SUPPLIED RECORDS>
■ ■ ■ ■ ■ ■ ■

impl Builder {
    pub fn new(config: Config, base_path: PathBuf) -> Self {
        Self { config, base_path }
    }

    pub fn content_dir(&self) -> PathBuf {
        self.base_path.join(&self.config.content)
    }

    pub fn layouts_dir(&self) -> PathBuf {
        self.base_path.join(&self.config.layouts)
    }

    pub fn output_dir(&self) -> PathBuf {
        self.base_path.join(&self.config.site.output)
    }

    /// Run one full build pass.
    ///
    /// Per-post problems end up in `BuildResult::failures` and don't stop
    /// the pass. A `BuildError` means nothing in the output directory changed.
    pub fn build(&self, options: &BuildOptions) -> Result<BuildResult, BuildError> {
        // Build pipeline:
        // 1. Load content -> posts + static files
        // 2. Markdown + routing, per post
        // 3. Tag/category index over the routed posts
        // 4. Layouts, per post
        // 5. Listing pages, stylesheet, static copies
        // 6. Stage and commit the output tree

        let loader = ContentLoader::new(self.content_dir())?;
        let renderer = Renderer::new(&self.layouts_dir())?;
        let markdown_options = markdown_options(&self.config.markdown)?;
        let highlighter = SyntaxHighlighter::from_config(&self.config.markdown);

        // Step 1: Load and parse
        let mut failures = Vec::new();
        let mut docs = Vec::new();
        let mut static_files = Vec::new();
        let mut drafts_skipped = 0;

        for item in loader.scan() {
            match item {
                Ok(ContentItem::Document(file)) => match Post::parse(&file) {
                    Ok(post) if post.is_draft() && !options.drafts => {
                        tracing::debug!(path = %file.path.display(), "skipping draft");
                        drafts_skipped += 1;
                    }
                    Ok(post) => docs.push(ProcessingDocument::new(post)),
                    Err(error) => failures.push(PostFailure::new(file.path, error)),
                },
                Ok(ContentItem::Static(file)) => static_files.push(file),
                Err(LoaderError::ReadFile { path, source }) => {
                    failures.push(PostFailure::new(path, PipelineError::Read(source)));
                }
                Err(e) => return Err(e.into()),
            }
        }
        tracing::info!(
            posts = docs.len(),
            static_files = static_files.len(),
            "loaded content from {}",
            loader.root().display()
        );

        let site = self.site_context();
        let quire = QuireContext {
            dev: options.dev,
            live_reload: options.dev && options.live_reload,
            version: env!("CARGO_PKG_VERSION").to_string(),
        };
        let base_path = &self.config.site.base_path;

        // Step 2: Markdown and routing
        let empty_index = SiteIndex::default().context();
        let ctx = PipelineContext {
            config: &self.config,
            site: &site,
            highlighter: &highlighter,
            renderer: &renderer,
            markdown_options,
            index: &empty_index,
            quire: &quire,
        };
        let docs = Pipeline::prepare().run(docs, &ctx, &mut failures);

        // Step 3: Index
        let index = SiteIndex::build(docs.iter().filter_map(|d| d.summary(base_path)));
        let index_context = index.context();
        tracing::debug!(
            tags = index.tags.len(),
            categories = index.categories.len(),
            "built site index"
        );

        // Step 4: Layouts
        let ctx = PipelineContext {
            index: &index_context,
            ..ctx
        };
        let rendered_before = docs.len();
        let docs = Pipeline::render().run(docs, &ctx, &mut failures);

        // Listings only link to posts that were actually written.
        let (index, index_context) = if docs.len() == rendered_before {
            (index, index_context)
        } else {
            let index = SiteIndex::build(docs.iter().filter_map(|d| d.summary(base_path)));
            let context = index.context();
            (index, context)
        };

        // Step 5: Collect output
        let mut writer = SiteWriter::new(self.output_dir());
        let posts = docs.len();
        for doc in docs {
            let origin = doc.post.source_path_string();
            if let (Some(route), Some(html)) = (doc.route, doc.output_html) {
                writer.add(OutputFile::bytes(
                    url_to_output_path(&route.url_path),
                    origin,
                    html.into_bytes(),
                ))?;
            }
        }

        let listings = ListingRenderer {
            config: &self.config,
            renderer: &renderer,
            site: &site,
            quire: &quire,
            index: &index,
            index_context: &index_context,
        }
        .render_all(&mut writer, &mut failures)?;

        match highlighter.generate_css() {
            Some(css) => writer.add(OutputFile::bytes(
                SYNTAX_CSS_PATH,
                "syntax highlighting theme",
                css.into_bytes(),
            ))?,
            None if self.config.markdown.highlight => tracing::warn!(
                theme = %self.config.markdown.highlight_theme,
                "unknown highlight theme, no stylesheet written"
            ),
            None => {}
        }

        let static_count = static_files.len();
        for StaticFile {
            source_path,
            full_path,
        } in static_files
        {
            let origin = source_path.to_string_lossy().replace('\\', "/");
            writer.add(OutputFile::copy(source_path, origin, full_path))?;
        }

        // Step 6: Commit
        let output_dir = self.output_dir();
        let written = writer.commit(options.clean)?;
        tracing::info!(
            files = written,
            failures = failures.len(),
            "wrote site to {}",
            output_dir.display()
        );

        Ok(BuildResult {
            output_dir,
            posts,
            listings,
            static_files: static_count,
            drafts_skipped,
            failures,
        })
    }

    fn site_context(&self) -> SiteContext {
        let site = &self.config.site;
        SiteContext {
            title: site.title.clone(),
            url: site.url.clone(),
            base_path: site.base_path.trim_end_matches('/').to_string(),
            description: site.description.clone(),
            author: site.author.clone(),
            params: self.config.params.clone(),
        }
    }
}
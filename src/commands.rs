pub mod build;
pub mod clean;
pub mod init;
pub mod serve;
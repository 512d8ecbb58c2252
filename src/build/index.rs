//! Tag and category indexes.
//!
//! Indexes are recomputed from scratch on every build as a fold over the
//! post summaries, never patched in place.

use std::collections::{BTreeMap, BTreeSet};

use serde::Serialize;

use super::render::{PostGroups, PostSummary};

/// Name -> set of post source paths.
pub type NameIndex = BTreeMap<String, BTreeSet<String>>;

/// Tag and category membership for one build.
#[derive(Debug, Default)]
pub struct SiteIndex {
    pub tags: NameIndex,
    pub categories: NameIndex,
    summaries: BTreeMap<String, PostSummary>,
}

impl SiteIndex {
    /// Build the index from the summaries of every post in the build.
    pub fn build(summaries: impl IntoIterator<Item = PostSummary>) -> Self {
        summaries
            .into_iter()
            .fold(SiteIndex::default(), |mut index, summary| {
                for tag in &summary.tags {
                    index
                        .tags
                        .entry(tag.clone())
                        .or_default()
                        .insert(summary.source_path.clone());
                }
                for category in &summary.categories {
                    index
                        .categories
                        .entry(category.clone())
                        .or_default()
                        .insert(summary.source_path.clone());
                }
                index.summaries.insert(summary.source_path.clone(), summary);
                index
            })
    }

    /// Number of posts in the index.
    #[cfg(test)]
    pub fn len(&self) -> usize {
        self.summaries.len()
    }

    /// Dated posts, newest first.
    pub fn dated_posts(&self) -> Vec<&PostSummary> {
        let mut posts: Vec<&PostSummary> = self
            .summaries
            .values()
            .filter(|s| s.sort_key.is_some())
            .collect();
        sort_newest_first(&mut posts);
        posts
    }

    /// Posts carrying a name in the given index, newest first.
    pub fn posts_for<'a>(&'a self, index: &NameIndex, name: &str) -> Vec<&'a PostSummary> {
        let mut posts: Vec<&PostSummary> = index
            .get(name)
            .into_iter()
            .flatten()
            .filter_map(|path| self.summaries.get(path))
            .collect();
        sort_newest_first(&mut posts);
        posts
    }

    /// The template-facing view of the index.
    pub fn context(&self) -> IndexContext {
        let groups = |index: &NameIndex| -> PostGroups {
            index
                .keys()
                .map(|name| {
                    let posts = self.posts_for(index, name).into_iter().cloned().collect();
                    (name.clone(), posts)
                })
                .collect()
        };

        IndexContext {
            posts: self.dated_posts().into_iter().cloned().collect(),
            tags: groups(&self.tags),
            categories: groups(&self.categories),
        }
    }
}

/// Dated posts come first, newest to oldest, then undated ones; ties break on path.
fn sort_newest_first(posts: &mut [&PostSummary]) {
    posts.sort_by(|a, b| {
        b.sort_key
            .cmp(&a.sort_key)
            .then_with(|| a.source_path.cmp(&b.source_path))
    });
}

/// Index data exposed to layouts as `index.*`.
#[derive(Debug, Default, Serialize)]
pub struct IndexContext {
    /// Dated posts, newest first
    pub posts: Vec<PostSummary>,
    pub tags: PostGroups,
    pub categories: PostGroups,
}

#[cfg(test)]
mod tests {
    use super::*;
    use chrono::NaiveDate;
    use pretty_assertions::assert_eq;

    fn summary(path: &str, date: Option<(i32, u32, u32)>, tags: &[&str]) -> PostSummary {
        let sort_key = date.map(|(y, m, d)| {
            NaiveDate::from_ymd_opt(y, m, d)
                .unwrap()
                .and_hms_opt(0, 0, 0)
                .unwrap()
        });
        PostSummary {
            title: path.to_string(),
            url: format!("/{path}/"),
            date: sort_key.map(|d| d.format("%Y-%m-%d").to_string()),
            excerpt: None,
            tags: tags.iter().map(|t| t.to_string()).collect(),
            categories: vec!["java".to_string()],
            source_path: path.to_string(),
            sort_key,
        }
    }

    #[test]
    fn test_tags_collect_every_post() {
        let index = SiteIndex::build(vec![
            summary("hello.md", Some((2020, 1, 1)), &["a", "b"]),
            summary("other.md", Some((2020, 2, 1)), &["b"]),
        ]);

        assert_eq!(index.len(), 2);
        assert_eq!(
            index.tags["a"],
            BTreeSet::from(["hello.md".to_string()])
        );
        assert_eq!(
            index.tags["b"],
            BTreeSet::from(["hello.md".to_string(), "other.md".to_string()])
        );
        assert_eq!(index.categories["java"].len(), 2);
    }

    #[test]
    fn test_posts_sorted_newest_first() {
        let index = SiteIndex::build(vec![
            summary("old.md", Some((2019, 5, 1)), &["x"]),
            summary("about.md", None, &["x"]),
            summary("new.md", Some((2021, 5, 1)), &["x"]),
        ]);

        let dated: Vec<&str> = index
            .dated_posts()
            .iter()
            .map(|s| s.source_path.as_str())
            .collect();
        assert_eq!(dated, vec!["new.md", "old.md"]);

        let tagged: Vec<&str> = index
            .posts_for(&index.tags, "x")
            .iter()
            .map(|s| s.source_path.as_str())
            .collect();
        assert_eq!(tagged, vec!["new.md", "old.md", "about.md"]);
    }

    #[test]
    fn test_build_is_order_independent() {
        let posts = vec![
            summary("a.md", Some((2020, 1, 1)), &["t"]),
            summary("b.md", Some((2020, 1, 1)), &["t"]),
        ];
        let mut reversed = posts.clone();
        reversed.reverse();

        let first = serde_json::to_string(&SiteIndex::build(posts).context()).unwrap();
        let second = serde_json::to_string(&SiteIndex::build(reversed).context()).unwrap();
        assert_eq!(first, second);
    }

    #[test]
    fn test_unknown_name_is_empty() {
        let index = SiteIndex::build(vec![summary("a.md", None, &[])]);
        assert!(index.posts_for(&index.tags, "nope").is_empty());
    }
}
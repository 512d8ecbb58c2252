//! Front matter parsing.
//!
//! Front matter is a YAML block delimited by `---` lines at the very start of a
//! file:
//!
//! ```markdown
//! ---
//! layout: post
//! title: Externalized configuration with Spring Cloud Config
//! date: 2019-03-02 10:15:00
//! tags: [spring, cloud]
//! ---
//!
//! # Content starts here
//! ```
//!
//! A file without the opening marker has empty front matter. A file with an
//! opening marker but no closing marker is malformed.

use serde::Serialize;
use serde_yaml::{Mapping, Number, Value as YamlValue};

const MARKER: &str = "---";
const ALT_CLOSING_MARKER: &str = "...";

#[derive(thiserror::Error, Debug)]
pub enum FrontMatterError {
    #[error("opening '---' marker has no matching closing marker")]
    Unterminated,

    #[error("invalid YAML: {0}")]
    Yaml(#[from] serde_yaml::Error),

    #[error("front matter must be a mapping of keys to values")]
    NotAMapping,

    #[error("front matter keys must be strings")]
    NonStringKey,

    #[error("unsupported value for '{key}': {reason}")]
    UnsupportedValue { key: String, reason: &'static str },

    #[error("field '{key}' must be {expected}")]
    WrongType { key: String, expected: &'static str },

    #[error("invalid date '{0}' (expected YYYY-MM-DD, optionally followed by a time)")]
    InvalidDate(String),
}

/// A front matter value.
///
/// Only flat shapes are accepted; anything nested is rejected while parsing
/// instead of surfacing later as a template error.
#[derive(Debug, Clone, PartialEq, Serialize)]
#[serde(untagged)]
pub enum FieldValue {
    Bool(bool),
    Number(Number),
    Text(String),
    List(Vec<String>),
}

impl FieldValue {
    fn from_yaml(key: &str, value: YamlValue) -> Result<Option<Self>, FrontMatterError> {
        let value = match value {
            YamlValue::Null => return Ok(None),
            YamlValue::Bool(b) => FieldValue::Bool(b),
            YamlValue::Number(n) => FieldValue::Number(n),
            YamlValue::String(s) => FieldValue::Text(s),
            YamlValue::Sequence(items) => FieldValue::List(
                items
                    .into_iter()
                    .map(|item| match item {
                        YamlValue::String(s) => Ok(s),
                        YamlValue::Number(n) => Ok(n.to_string()),
                        YamlValue::Bool(b) => Ok(b.to_string()),
                        _ => Err(FrontMatterError::UnsupportedValue {
                            key: key.to_string(),
                            reason: "list items must be scalars",
                        }),
                    })
                    .collect::<Result<_, _>>()?,
            ),
            YamlValue::Mapping(_) => {
                return Err(FrontMatterError::UnsupportedValue {
                    key: key.to_string(),
                    reason: "nested mappings are not supported",
                });
            }
            YamlValue::Tagged(_) => {
                return Err(FrontMatterError::UnsupportedValue {
                    key: key.to_string(),
                    reason: "tagged values are not supported",
                });
            }
        };
        Ok(Some(value))
    }

    fn to_yaml(&self) -> YamlValue {
        match self {
            FieldValue::Bool(b) => YamlValue::Bool(*b),
            FieldValue::Number(n) => YamlValue::Number(n.clone()),
            FieldValue::Text(s) => YamlValue::String(s.clone()),
            FieldValue::List(items) => {
                YamlValue::Sequence(items.iter().cloned().map(YamlValue::String).collect())
            }
        }
    }
}

/// Parsed front matter, in the order the keys were written.
#[derive(Debug, Clone, Default, PartialEq)]
pub struct FrontMatter {
    entries: Vec<(String, FieldValue)>,
}

impl FrontMatter {
    /// Build front matter from key/value pairs. Later duplicates replace earlier ones.
    pub fn from_entries(entries: impl IntoIterator<Item = (String, FieldValue)>) -> Self {
        let mut front_matter = Self::default();
        for (key, value) in entries {
            front_matter.insert(key, value);
        }
        front_matter
    }

    pub fn insert(&mut self, key: String, value: FieldValue) {
        match self.entries.iter_mut().find(|(k, _)| *k == key) {
            Some((_, existing)) => *existing = value,
            None => self.entries.push((key, value)),
        }
    }

    pub fn get(&self, key: &str) -> Option<&FieldValue> {
        self.entries.iter().find(|(k, _)| k == key).map(|(_, v)| v)
    }

    #[cfg(test)]
    pub fn is_empty(&self) -> bool {
        self.entries.is_empty()
    }

    #[cfg(test)]
    pub fn iter(&self) -> impl Iterator<Item = (&str, &FieldValue)> {
        self.entries.iter().map(|(k, v)| (k.as_str(), v))
    }

    /// A text field. Missing is fine, any other shape is an error.
    pub fn text(&self, key: &str) -> Result<Option<&str>, FrontMatterError> {
        match self.get(key) {
            None => Ok(None),
            Some(FieldValue::Text(s)) => Ok(Some(s)),
            Some(_) => Err(FrontMatterError::WrongType {
                key: key.to_string(),
                expected: "a string",
            }),
        }
    }

    /// A boolean flag.
    pub fn flag(&self, key: &str) -> Result<Option<bool>, FrontMatterError> {
        match self.get(key) {
            None => Ok(None),
            Some(FieldValue::Bool(b)) => Ok(Some(*b)),
            Some(_) => Err(FrontMatterError::WrongType {
                key: key.to_string(),
                expected: "true or false",
            }),
        }
    }

    /// A list of names, written either as a YAML list or a whitespace-separated string.
    pub fn names(&self, key: &str) -> Result<Vec<String>, FrontMatterError> {
        match self.get(key) {
            None => Ok(Vec::new()),
            Some(FieldValue::List(items)) => Ok(items.clone()),
            Some(FieldValue::Text(s)) => Ok(s.split_whitespace().map(str::to_string).collect()),
            Some(_) => Err(FrontMatterError::WrongType {
                key: key.to_string(),
                expected: "a list or a space-separated string",
            }),
        }
    }

    /// Serialize back to a marker-delimited block, ending with a newline.
    pub fn to_block(&self) -> Result<String, FrontMatterError> {
        let mut block = String::from(MARKER);
        block.push('\n');
        if !self.entries.is_empty() {
            let mapping: Mapping = self
                .entries
                .iter()
                .map(|(k, v)| (YamlValue::String(k.clone()), v.to_yaml()))
                .collect();
            block.push_str(&serde_yaml::to_string(&mapping)?);
        }
        block.push_str(MARKER);
        block.push('\n');
        Ok(block)
    }
}

impl Serialize for FrontMatter {
    fn serialize<S: serde::Serializer>(&self, serializer: S) -> Result<S::Ok, S::Error> {
        use serde::ser::SerializeMap;

        let mut map = serializer.serialize_map(Some(self.entries.len()))?;
        for (key, value) in &self.entries {
            map.serialize_entry(key, value)?;
        }
        map.end()
    }
}

/// Result of splitting a file into front matter and body.
#[derive(Debug, PartialEq)]
pub struct ParsedContent<'a> {
    /// The parsed front matter (empty if none found)
    pub front_matter: FrontMatter,
    /// Everything after the closing marker
    pub body: &'a str,
    /// 1-based line number of the first body line in the original file
    pub body_line: usize,
}

/// Split raw file text into front matter and body.
pub fn parse_front_matter(input: &str) -> Result<ParsedContent<'_>, FrontMatterError> {
    let input = input.strip_prefix('\u{feff}').unwrap_or(input);

    let mut lines = LineCursor::new(input);
    match lines.next() {
        Some((_, first)) if first.trim_end() == MARKER => {}
        _ => {
            return Ok(ParsedContent {
                front_matter: FrontMatter::default(),
                body: input,
                body_line: 1,
            });
        }
    }

    let yaml_start = lines.offset;
    let (yaml_end, body_start, line_count) = loop {
        let line_start = lines.offset;
        let Some((number, line)) = lines.next() else {
            return Err(FrontMatterError::Unterminated);
        };
        let trimmed = line.trim_end();
        if trimmed == MARKER || trimmed == ALT_CLOSING_MARKER {
            break (line_start, lines.offset, number);
        }
    };

    let front_matter = parse_yaml(&input[yaml_start..yaml_end])?;

    Ok(ParsedContent {
        front_matter,
        body: &input[body_start..],
        body_line: line_count + 1,
    })
}

fn parse_yaml(yaml: &str) -> Result<FrontMatter, FrontMatterError> {
    if yaml.trim().is_empty() {
        return Ok(FrontMatter::default());
    }

    let mapping = match serde_yaml::from_str::<YamlValue>(yaml)? {
        YamlValue::Mapping(mapping) => mapping,
        YamlValue::Null => return Ok(FrontMatter::default()),
        _ => return Err(FrontMatterError::NotAMapping),
    };

    let mut front_matter = FrontMatter::default();
    for (key, value) in mapping {
        let YamlValue::String(key) = key else {
            return Err(FrontMatterError::NonStringKey);
        };
        if let Some(value) = FieldValue::from_yaml(&key, value)? {
            front_matter.insert(key, value);
        } else {
            tracing::debug!(key = %key, "dropping empty front matter value");
        }
    }
    Ok(front_matter)
}

/// Iterates lines (without terminators) while tracking the byte offset
/// just past the current line.
struct LineCursor<'a> {
    input: &'a str,
    offset: usize,
    line: usize,
}

impl<'a> LineCursor<'a> {
    fn new(input: &'a str) -> Self {
        Self {
            input,
            offset: 0,
            line: 0,
        }
    }
}

impl<'a> Iterator for LineCursor<'a> {
    type Item = (usize, &'a str);

    fn next(&mut self) -> Option<Self::Item> {
        if self.offset >= self.input.len() {
            return None;
        }
        let rest = &self.input[self.offset..];
        let (line, consumed) = match rest.find('\n') {
            Some(pos) => (&rest[..pos], pos + 1),
            None => (rest, rest.len()),
        };
        self.offset += consumed;
        self.line += 1;
        Some((self.line, line.strip_suffix('\r').unwrap_or(line)))
    }
}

■ ■ ■ ■ ■ ■ ■

WHAT YOU ARE ASKED TO DO>
Going through the material above, tally the lines holding "next" and give the number alone.

PROBLEM SOLUTION>
3